Your task is to retype every entry exactly, omitting nothing.

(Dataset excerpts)
※

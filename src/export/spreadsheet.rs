use super::{ExportResult, MAX_EXPORT_DAYS, export_file_name};
use crate::dates;
use crate::grid::{self, NAME_COLUMN, NUMBER_COLUMN, PAGES_COLUMN};
use crate::hatim::Hatim;
use crate::validation;
use serde::Serialize;
use std::fmt;
use std::io::Write;

pub const SHEET_NAME: &str = "Hatim Listesi";

#[derive(Debug, Clone, PartialEq, Serialize)]
#[serde(untagged)]
pub enum CellValue {
    Number(i64),
    Text(String),
    Empty,
}

impl fmt::Display for CellValue {
    fn fmt(&self, f: &mut fmt::Formatter<'_>) -> fmt::Result {
        match self {
            CellValue::Number(n) => write!(f, "{n}"),
            CellValue::Text(text) => f.write_str(text),
            CellValue::Empty => Ok(()),
        }
    }
}

#[derive(Debug, Clone, Copy, PartialEq, Eq, Serialize)]
#[serde(rename_all = "snake_case")]
pub enum Alignment {
    Left,
    Center,
}

#[derive(Debug, Clone, Copy, PartialEq, Eq, Serialize)]
pub struct CellStyle {
    pub bold: bool,
    pub thin_border: bool,
    pub horizontal: Alignment,
}

impl CellStyle {
    const HEADER: Self = Self {
        bold: true,
        thin_border: true,
        horizontal: Alignment::Center,
    };
    const BODY: Self = Self {
        bold: false,
        thin_border: true,
        horizontal: Alignment::Center,
    };
}

#[derive(Debug, Clone, PartialEq, Serialize)]
pub struct Cell {
    pub value: CellValue,
    pub style: CellStyle,
}

impl Cell {
    fn header(value: CellValue) -> Self {
        Self {
            value,
            style: CellStyle::HEADER,
        }
    }

    fn body(value: CellValue) -> Self {
        Self {
            value,
            style: CellStyle::BODY,
        }
    }
}

/// 1-based cell coordinate, rendered in A1 notation.
#[derive(Debug, Clone, Copy, PartialEq, Eq, Serialize)]
pub struct CellRef {
    pub row: u32,
    pub column: u32,
}

impl fmt::Display for CellRef {
    fn fmt(&self, f: &mut fmt::Formatter<'_>) -> fmt::Result {
        write!(f, "{}{}", column_letters(self.column), self.row)
    }
}

#[derive(Debug, Clone, Copy, PartialEq, Eq, Serialize)]
pub struct CellMerge {
    pub from: CellRef,
    pub to: CellRef,
}

impl fmt::Display for CellMerge {
    fn fmt(&self, f: &mut fmt::Formatter<'_>) -> fmt::Result {
        write!(f, "{}:{}", self.from, self.to)
    }
}

pub fn column_letters(mut column: u32) -> String {
    let mut letters = Vec::new();
    while column > 0 {
        let rem = (column - 1) % 26;
        letters.push(char::from(b'A' + rem as u8));
        column = (column - 1) / 26;
    }
    letters.iter().rev().collect()
}

/// Full schedule table ready for a spreadsheet writer.
#[derive(Debug, Clone, PartialEq, Serialize)]
pub struct SpreadsheetDocument {
    pub file_name: String,
    pub sheet_name: String,
    pub rows: Vec<Vec<Cell>>,
    pub merges: Vec<CellMerge>,
}

/// Two header rows (dates, weekday names) then one row per participant.
pub fn build_spreadsheet(hatim: &Hatim) -> ExportResult<SpreadsheetDocument> {
    validation::require_participants(&hatim.participants)?;
    let (start, end) = validation::validate_date_range(hatim.start_date, hatim.end_date)?;
    validation::validate_span(start, end, MAX_EXPORT_DAYS)?;
    let grid = grid::reading_grid(hatim)?;

    let mut header_dates = vec![
        Cell::header(CellValue::Text(NUMBER_COLUMN.into())),
        Cell::header(CellValue::Text(NAME_COLUMN.into())),
        Cell::header(CellValue::Text(PAGES_COLUMN.into())),
    ];
    let mut header_days = vec![
        Cell::header(CellValue::Empty),
        Cell::header(CellValue::Empty),
        Cell::header(CellValue::Empty),
    ];
    for date in &grid.dates {
        header_dates.push(Cell::header(CellValue::Text(dates::format_locale(*date))));
        header_days.push(Cell::header(CellValue::Text(dates::day_name(*date).into())));
    }

    let mut rows = vec![header_dates, header_days];
    for row in &grid.rows {
        let mut cells = vec![
            Cell::body(CellValue::Number(row.number as i64)),
            Cell::body(CellValue::Text(row.full_name.clone())),
            Cell::body(CellValue::Number(i64::from(row.pages))),
        ];
        cells.extend(
            row.ranges
                .iter()
                .map(|range| Cell::body(CellValue::Text(range.to_string()))),
        );
        rows.push(cells);
    }

    // #, name and page-count headers span both header rows
    let merges = (1..=3)
        .map(|column| CellMerge {
            from: CellRef { row: 1, column },
            to: CellRef { row: 2, column },
        })
        .collect();

    Ok(SpreadsheetDocument {
        file_name: export_file_name(&hatim.name, "csv"),
        sheet_name: SHEET_NAME.to_string(),
        rows,
        merges,
    })
}

impl SpreadsheetDocument {
    pub fn write_csv<W: Write>(&self, writer: W) -> ExportResult<()> {
        let mut writer = csv::Writer::from_writer(writer);
        for row in &self.rows {
            writer.write_record(row.iter().map(|cell| cell.value.to_string()))?;
        }
        writer.flush()?;
        Ok(())
    }

    pub fn to_csv_bytes(&self) -> ExportResult<Vec<u8>> {
        let mut buffer = Vec::new();
        self.write_csv(&mut buffer)?;
        Ok(buffer)
    }
}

※

* Solution below
filename src/export/spreadsheet.rs
use super::{ExportResult, MAX_EXPORT_DAYS, export_file_name};
use crate::dates;
use crate::grid::{self, NAME_COLUMN, NUMBER_COLUMN, PAGES_COLUMN};
use crate::hatim::Hatim;
use crate::validation;
use serde::Serialize;
use std::fmt;
use std::io::Write;

pub const SHEET_NAME: &str = "Hatim Listesi";

#[derive(Debug, Clone, PartialEq, Serialize)]
#[serde(untagged)]
pub enum CellValue {
    Number(i64),
    Text(String),
    Empty,
}

impl fmt::Display for CellValue {
    fn fmt(&self, f: &mut fmt::Formatter<'_>) -> fmt::Result {
        match self {
            CellValue::Number(n) => write!(f, "{n}"),
            CellValue::Text(text) => f.write_str(text),
            CellValue::Empty => Ok(()),
        }
    }
}

#[derive(Debug, Clone, Copy, PartialEq, Eq, Serialize)]
#[serde(rename_all = "snake_case")]
pub enum Alignment {
    Left,
    Center,
}

#[derive(Debug, Clone, Copy, PartialEq, Eq, Serialize)]
pub struct CellStyle {
    pub bold: bool,
    pub thin_border: bool,
    pub horizontal: Alignment,
}

impl CellStyle {
    const HEADER: Self = Self {
        bold: true,
        thin_border: true,
        horizontal: Alignment::Center,
    };
    const BODY: Self = Self {
        bold: false,
        thin_border: true,
        horizontal: Alignment::Center,
    };
}

#[derive(Debug, Clone, PartialEq, Serialize)]
pub struct Cell {
    pub value: CellValue,
    pub style: CellStyle,
}

impl Cell {
    fn header(value: CellValue) -> Self {
        Self {
            value,
            style: CellStyle::HEADER,
        }
    }

    fn body(value: CellValue) -> Self {
        Self {
            value,
            style: CellStyle::BODY,
        }
    }
}

/// 1-based cell coordinate, rendered in A1 notation.
#[derive(Debug, Clone, Copy, PartialEq, Eq, Serialize)]
pub struct CellRef {
    pub row: u32,
    pub column: u32,
}

impl fmt::Display for CellRef {
    fn fmt(&self, f: &mut fmt::Formatter<'_>) -> fmt::Result {
        write!(f, "{}{}", column_letters(self.column), self.row)
    }
}

#[derive(Debug, Clone, Copy, PartialEq, Eq, Serialize)]
pub struct CellMerge {
    pub from: CellRef,
    pub to: CellRef,
}

impl fmt::Display for CellMerge {
    fn fmt(&self, f: &mut fmt::Formatter<'_>) -> fmt::Result {
        write!(f, "{}:{}", self.from, self.to)
    }
}

pub fn column_letters(mut column: u32) -> String {
    let mut letters = Vec::new();
    while column > 0 {
        let rem = (column - 1) % 26;
        letters.push(char::from(b'A' + rem as u8));
        column = (column - 1) / 26;
    }
    letters.iter().rev().collect()
}

/// Full schedule table ready for a spreadsheet writer.
#[derive(Debug, Clone, PartialEq, Serialize)]
pub struct SpreadsheetDocument {
    pub file_name: String,
    pub sheet_name: String,
    pub rows: Vec<Vec<Cell>>,
    pub merges: Vec<CellMerge>,
}

/// Two header rows (dates, weekday names) then one row per participant.
pub fn build_spreadsheet(hatim: &Hatim) -> ExportResult<SpreadsheetDocument> {
    validation::require_participants(&hatim.participants)?;
    let (start, end) = validation::validate_date_range(hatim.start_date, hatim.end_date)?;
    validation::validate_span(start, end, MAX_EXPORT_DAYS)?;
    let grid = grid::reading_grid(hatim)?;

    let mut header_dates = vec![
        Cell::header(CellValue::Text(NUMBER_COLUMN.into())),
        Cell::header(CellValue::Text(NAME_COLUMN.into())),
        Cell::header(CellValue::Text(PAGES_COLUMN.into())),
    ];
    let mut header_days = vec![
        Cell::header(CellValue::Empty),
        Cell::header(CellValue::Empty),
        Cell::header(CellValue::Empty),
    ];
    for date in &grid.dates {
        header_dates.push(Cell::header(CellValue::Text(dates::format_locale(*date))));
        header_days.push(Cell::header(CellValue::Text(dates::day_name(*date).into())));
    }

    let mut rows = vec![header_dates, header_days];
    for row in &grid.rows {
        let mut cells = vec![
            Cell::body(CellValue::Number(row.number as i64)),
            Cell::body(CellValue::Text(row.full_name.clone())),
            Cell::body(CellValue::Number(i64::from(row.pages))),
        ];
        cells.extend(
            row.ranges
                .iter()
                .map(|range| Cell::body(CellValue::Text(range.to_string()))),
        );
        rows.push(cells);
    }

    // #, name and page-count headers span both header rows
    let merges = (1..=3)
        .map(|column| CellMerge {
            from: CellRef { row: 1, column },
            to: CellRef { row: 2, column },
        })
        .collect();

    Ok(SpreadsheetDocument {
        file_name: export_file_name(&hatim.name, "csv"),
        sheet_name: SHEET_NAME.to_string(),
        rows,
        merges,
    })
}

impl SpreadsheetDocument {
    pub fn write_csv<W: Write>(&self, writer: W) -> ExportResult<()> {
        let mut writer = csv::Writer::from_writer(writer);
        for row in &self.rows {
            writer.write_record(row.iter().map(|cell| cell.value.to_string()))?;
        }
        writer.flush()?;
        Ok(())
    }

    pub fn to_csv_bytes(&self) -> ExportResult<Vec<u8>> {
        let mut buffer = Vec::new();
        self.write_csv(&mut buffer)?;
        Ok(buffer)
    }
}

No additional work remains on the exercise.